Pérégrinations indiennes
Accueillie au premier étage de la rotonde du musée Guimet, l’exposition ressemble à une pérégrination, puisque chaque nouvelle région donne lieu à une étape où la découverte des photographies s’enrichit d’un exposé historique et contextuel très détaillé. Les photographies présentées sont des tirages originaux, de la fin des années 1850 jusqu’aux années 1890, réalisées par des photographes majoritairement britanniques (Linnaeus Tripe, Samuel Bourne, Baker & Burke) et français, mais également anonymes. De Bénarès à Delhi et jusqu’au Cachemire, des grottes d’Elephanta au mausolée du Taj Mahal, l’Inde apparaît comme un terrain de jeu infini pour la photographie, tant la diversité des paysages, des architectures et des coutumes nourrie l’œil des photographes, en même temps qu’une vision fantasmée du pays pour l’étranger.
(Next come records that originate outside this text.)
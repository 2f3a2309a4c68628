//! Error types for capture sessions.

use std::fmt;
use std::io;
use std::path::PathBuf;

use thiserror::Error;

/// The two kinds of call that finalize a figure.
#[derive(Debug, Clone, Copy, PartialEq, Eq)]
pub enum TerminalCall {
    Save,
    Display,
}

impl fmt::Display for TerminalCall {
    fn fmt(&self, f: &mut fmt::Formatter<'_>) -> fmt::Result {
        match self {
            TerminalCall::Save => write!(f, "save-to-file"),
            TerminalCall::Display => write!(f, "display"),
        }
    }
}

/// Every way entering or exiting a capture session can fail.
#[derive(Debug, Error)]
pub enum CaptureError {
    /// The source text of the call site cannot be read.
    #[error("no source context for {}:{line}: {reason}", file.display())]
    ContextUnavailable {
        file: PathBuf,
        line: usize,
        reason: String,
    },

    /// The opening statement is not `with <constructor>(...):`.
    #[error("line {line}: capture must be opened by a `with` statement: {}", text.trim_end())]
    InvalidInvocationSyntax { line: usize, text: String },

    /// A second opening statement inside the block.
    #[error("line {line}: nested capture blocks are not supported")]
    NestedCaptureNotSupported { line: usize },

    /// More than one save or display call inside the block.
    #[error("a capture block may hold one figure, found {count} {call} calls")]
    MultipleFiguresNotSupported { call: TerminalCall, count: usize },

    /// The `data` argument does not name something the script can rebind.
    #[error("cannot recover the data binding from: {}", text.trim_end())]
    DataBindingUnresolvable { text: String },

    /// Writing an output file failed.
    #[error("writing {}", path.display())]
    Persist {
        path: PathBuf,
        #[source]
        source: io::Error,
    },
}

impl CaptureError {
    pub(crate) fn persist(path: impl Into<PathBuf>, source: impl Into<io::Error>) -> Self {
        CaptureError::Persist {
            path: path.into(),
            source: source.into(),
        }
    }
}

/// Result type alias for capture operations.
pub type CaptureResult<T> = Result<T, CaptureError>;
Outre l’aspect historique prédominant de l’exposition, la rendant parfois assez peu digeste, ce tour d’horizon indien est saisissant pour l’histoire de la photographie et d’une culture visuelle qu’il trace en creux. A mesure, en effet, que les photographes progressent et que la technologie se perfectionne, les compositions et le traitement de la lumière se font plus virtuoses. Les sites architecturaux, baignés entre ombres et lumière, prennent des allures de décors de théâtre, alors que la nature luxuriante des paysages du Cachemire revêt tantôt les traits de vallons alpins, tantôt ceux d’une jungle équatoriale.
Peu à peu, se construit une véritable image de l’Inde qui servira à la conter, de retour en Europe. Entre élaboration d’un mythe visuel et développement d’une photographie naturaliste quasi documentaire, l’Inde de ces photographes se regarde dans un miroir aussi grandiose que déformant.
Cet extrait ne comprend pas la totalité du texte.